BEGIN SOURCE MATERIAL

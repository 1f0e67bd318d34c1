//! Merged pull request retrieval from the GitHub search API.
//!
//! One query per run: every pull request authored by the user and merged on
//! or after a cutoff date, newest activity first. Results are then grouped by
//! target repository with [`group_by_repository`].

mod grouping;

use std::time::Duration;

use chrono::{DateTime, NaiveDate, Utc};
use reqwest::Client;
use reqwest::header::{ACCEPT, HeaderMap, HeaderValue};
use serde::Deserialize;
use tracing::{debug, info, instrument, warn};
use url::Url;

use contribmerge_shared::{ContribMergeError, GithubConfig, Result};

pub use grouping::{PullRequest, RepoContributions, group_by_repository};

/// User-Agent string for API requests.
const USER_AGENT: &str = concat!("contribmerge/", env!("CARGO_PKG_VERSION"));

/// Page size ceiling of the search API.
const MAX_PER_PAGE: usize = 100;

/// The search API never returns more than this many results for one query.
const SEARCH_RESULT_LIMIT: usize = 1000;

// ---------------------------------------------------------------------------
// Options
// ---------------------------------------------------------------------------

/// Connection settings for [`GithubClient`].
#[derive(Debug, Clone)]
pub struct GithubOptions {
    /// REST API base, e.g. `https://api.github.com`.
    pub api_base: String,
    /// Bearer token.
    pub token: String,
    /// Upper bound on pull requests returned by one fetch.
    pub max_results: usize,
    /// Per-request timeout in seconds.
    pub timeout_secs: u64,
}

impl GithubOptions {
    pub fn from_config(config: &GithubConfig, token: impl Into<String>) -> Self {
        Self {
            api_base: config.api_base.clone(),
            token: token.into(),
            max_results: config.max_results,
            timeout_secs: config.timeout_secs,
        }
    }
}

// ---------------------------------------------------------------------------
// Wire types
// ---------------------------------------------------------------------------

#[derive(Debug, Deserialize)]
struct SearchResponse {
    total_count: u64,
    #[serde(default)]
    incomplete_results: bool,
    items: Vec<SearchItem>,
}

#[derive(Debug, Deserialize)]
struct SearchItem {
    html_url: String,
    title: String,
    body: Option<String>,
    repository_url: String,
    #[serde(default)]
    labels: Vec<LabelItem>,
    closed_at: Option<DateTime<Utc>>,
    pull_request: Option<PullRequestLinks>,
}

#[derive(Debug, Deserialize)]
struct LabelItem {
    name: String,
}

#[derive(Debug, Deserialize)]
struct PullRequestLinks {
    merged_at: Option<DateTime<Utc>>,
}

impl From<SearchItem> for PullRequest {
    fn from(item: SearchItem) -> Self {
        let merged_at = item
            .pull_request
            .and_then(|links| links.merged_at)
            .or(item.closed_at);
        Self {
            html_url: item.html_url,
            title: item.title,
            body: item.body,
            repository_url: item.repository_url,
            labels: item.labels.into_iter().map(|l| l.name).collect(),
            merged_at,
        }
    }
}

// ---------------------------------------------------------------------------
// Client
// ---------------------------------------------------------------------------

/// Authenticated client for the search endpoint.
#[derive(Debug, Clone)]
pub struct GithubClient {
    http: Client,
    search_url: Url,
    max_results: usize,
}

impl GithubClient {
    /// Build a client. Fails with a validation error on a malformed base URL
    /// or a token that is not a valid header value.
    pub fn new(opts: GithubOptions) -> Result<Self> {
        let base = opts.api_base.trim_end_matches('/');
        let search_url = Url::parse(&format!("{base}/search/issues")).map_err(|e| {
            ContribMergeError::validation(format!("invalid API base '{}': {e}", opts.api_base))
        })?;

        let mut headers = HeaderMap::new();
        headers.insert(
            ACCEPT,
            HeaderValue::from_static("application/vnd.github+json"),
        );
        headers.insert(
            "X-GitHub-Api-Version",
            HeaderValue::from_static("2022-11-28"),
        );
        let mut auth = HeaderValue::from_str(&format!("Bearer {}", opts.token))
            .map_err(|_| ContribMergeError::validation("token contains invalid characters"))?;
        auth.set_sensitive(true);
        headers.insert(reqwest::header::AUTHORIZATION, auth);

        let http = Client::builder()
            .user_agent(USER_AGENT)
            .default_headers(headers)
            .timeout(Duration::from_secs(opts.timeout_secs))
            .build()
            .map_err(|e| ContribMergeError::Fetch(format!("failed to build HTTP client: {e}")))?;

        Ok(Self {
            http,
            search_url,
            max_results: opts.max_results.min(SEARCH_RESULT_LIMIT),
        })
    }

    /// Search query for pull requests by `username` merged on or after `since`.
    pub fn search_query(username: &str, since: NaiveDate) -> String {
        format!("author:{username} type:pr is:merged merged:>={since}")
    }

    /// Fetch up to `max_results` merged pull requests, most recently updated first.
    #[instrument(skip(self), fields(max_results = self.max_results))]
    pub async fn fetch_merged_prs(
        &self,
        username: &str,
        since: NaiveDate,
    ) -> Result<Vec<PullRequest>> {
        let query = Self::search_query(username, since);
        let per_page = self.max_results.clamp(1, MAX_PER_PAGE);
        let mut prs: Vec<PullRequest> = Vec::new();
        let mut page = 1usize;

        info!(%query, "searching merged pull requests");

        while prs.len() < self.max_results {
            let response = self.fetch_page(&query, per_page, page).await?;
            let received = response.items.len();

            if response.incomplete_results {
                warn!(page, "search results are incomplete");
            }
            debug!(page, received, total = response.total_count, "search page");

            prs.extend(response.items.into_iter().map(PullRequest::from));

            let seen = (page * per_page) as u64;
            if received < per_page || seen >= response.total_count {
                break;
            }
            page += 1;
        }

        prs.truncate(self.max_results);
        info!(count = prs.len(), "fetched merged pull requests");
        Ok(prs)
    }

    async fn fetch_page(&self, query: &str, per_page: usize, page: usize) -> Result<SearchResponse> {
        let url = self.search_url.as_str();
        let per_page = per_page.to_string();
        let page = page.to_string();
        let response = self
            .http
            .get(self.search_url.clone())
            .query(&[
                ("q", query),
                ("sort", "updated"),
                ("order", "desc"),
                ("per_page", per_page.as_str()),
                ("page", page.as_str()),
            ])
            .send()
            .await
            .map_err(|e| ContribMergeError::Fetch(format!("{url}: {e}")))?;

        let status = response.status();
        if !status.is_success() {
            let body = response.text().await.unwrap_or_default();
            let detail = serde_json::from_str::<serde_json::Value>(&body)
                .ok()
                .and_then(|v| v.get("message").and_then(|m| m.as_str()).map(str::to_string))
                .unwrap_or(body);
            return Err(ContribMergeError::Fetch(format!(
                "{url}: HTTP {status}: {}",
                detail.trim()
            )));
        }

        response
            .json::<SearchResponse>()
            .await
            .map_err(|e| ContribMergeError::Fetch(format!("{url}: invalid search response: {e}")))
    }
}

#[cfg(test)]
mod tests {
    use super::*;
    use wiremock::matchers::{header, method, path, query_param};
    use wiremock::{Mock, MockServer, ResponseTemplate};

    fn since() -> NaiveDate {
        NaiveDate::from_ymd_opt(2024, 5, 1).unwrap()
    }

    fn client(server: &MockServer, max_results: usize) -> GithubClient {
        GithubClient::new(GithubOptions {
            api_base: server.uri(),
            token: "test-token".into(),
            max_results,
            timeout_secs: 5,
        })
        .unwrap()
    }

    fn fixture() -> String {
        std::fs::read_to_string("../../../fixtures/github/search-issues.fixture.json")
            .expect("read search fixture")
    }

    #[test]
    fn query_format() {
        assert_eq!(
            GithubClient::search_query("octo-dev", since()),
            "author:octo-dev type:pr is:merged merged:>=2024-05-01"
        );
    }

    #[test]
    fn invalid_base_is_rejected() {
        let err = GithubClient::new(GithubOptions {
            api_base: "not a url".into(),
            token: "t".into(),
            max_results: 10,
            timeout_secs: 5,
        })
        .unwrap_err();
        assert!(matches!(err, ContribMergeError::Validation { .. }));
    }

    #[tokio::test]
    async fn fetches_and_maps_fixture() {
        let server = MockServer::start().await;

        Mock::given(method("GET"))
            .and(path("/search/issues"))
            .and(query_param(
                "q",
                "author:octo-dev type:pr is:merged merged:>=2024-05-01",
            ))
            .and(query_param("sort", "updated"))
            .and(query_param("order", "desc"))
            .and(header("authorization", "Bearer test-token"))
            .respond_with(ResponseTemplate::new(200).set_body_string(fixture()))
            .mount(&server)
            .await;

        let prs = client(&server, 100)
            .fetch_merged_prs("octo-dev", since())
            .await
            .unwrap();

        assert_eq!(prs.len(), 4);
        assert_eq!(prs[0].repository(), Some("galaxyproject/planemo"));
        assert_eq!(prs[0].labels, vec!["enhancement".to_string()]);
        assert!(prs[0].merged_at.is_some());
        // no pull_request.merged_at: falls back to closed_at
        assert!(prs[3].merged_at.is_some());
        assert!(prs[2].body.is_none());

        let groups = group_by_repository(prs, "octo-dev");
        let names: Vec<&str> = groups.iter().map(|g| g.repository.as_str()).collect();
        assert_eq!(
            names,
            vec!["galaxyproject/planemo", "research-software-ecosystem/content"]
        );
    }

    #[tokio::test]
    async fn respects_max_results() {
        let server = MockServer::start().await;

        Mock::given(method("GET"))
            .and(path("/search/issues"))
            .and(query_param("per_page", "2"))
            .respond_with(ResponseTemplate::new(200).set_body_string(fixture()))
            .mount(&server)
            .await;

        let prs = client(&server, 2)
            .fetch_merged_prs("octo-dev", since())
            .await
            .unwrap();
        assert_eq!(prs.len(), 2);
    }

    #[tokio::test]
    async fn http_error_is_fetch_error() {
        let server = MockServer::start().await;

        Mock::given(method("GET"))
            .and(path("/search/issues"))
            .respond_with(
                ResponseTemplate::new(403)
                    .set_body_string(r#"{"message":"API rate limit exceeded"}"#),
            )
            .mount(&server)
            .await;

        let err = client(&server, 100)
            .fetch_merged_prs("octo-dev", since())
            .await
            .unwrap_err();
        match err {
            ContribMergeError::Fetch(msg) => {
                assert!(msg.contains("403"));
                assert!(msg.contains("rate limit"));
            }
            other => panic!("expected Fetch, got {other:?}"),
        }
    }

    #[tokio::test]
    async fn malformed_body_is_fetch_error() {
        let server = MockServer::start().await;

        Mock::given(method("GET"))
            .and(path("/search/issues"))
            .respond_with(ResponseTemplate::new(200).set_body_string("<html>oops</html>"))
            .mount(&server)
            .await;

        let err = client(&server, 100)
            .fetch_merged_prs("octo-dev", since())
            .await
            .unwrap_err();
        assert!(matches!(err, ContribMergeError::Fetch(_)));
    }
}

END SOURCE MATERIAL

■ TO DO ■
Which of the lines above hold the word "Duration"? Copy each one.

■ RESULT BELOW ■
use std::time::Duration;
            .timeout(Duration::from_secs(opts.timeout_secs))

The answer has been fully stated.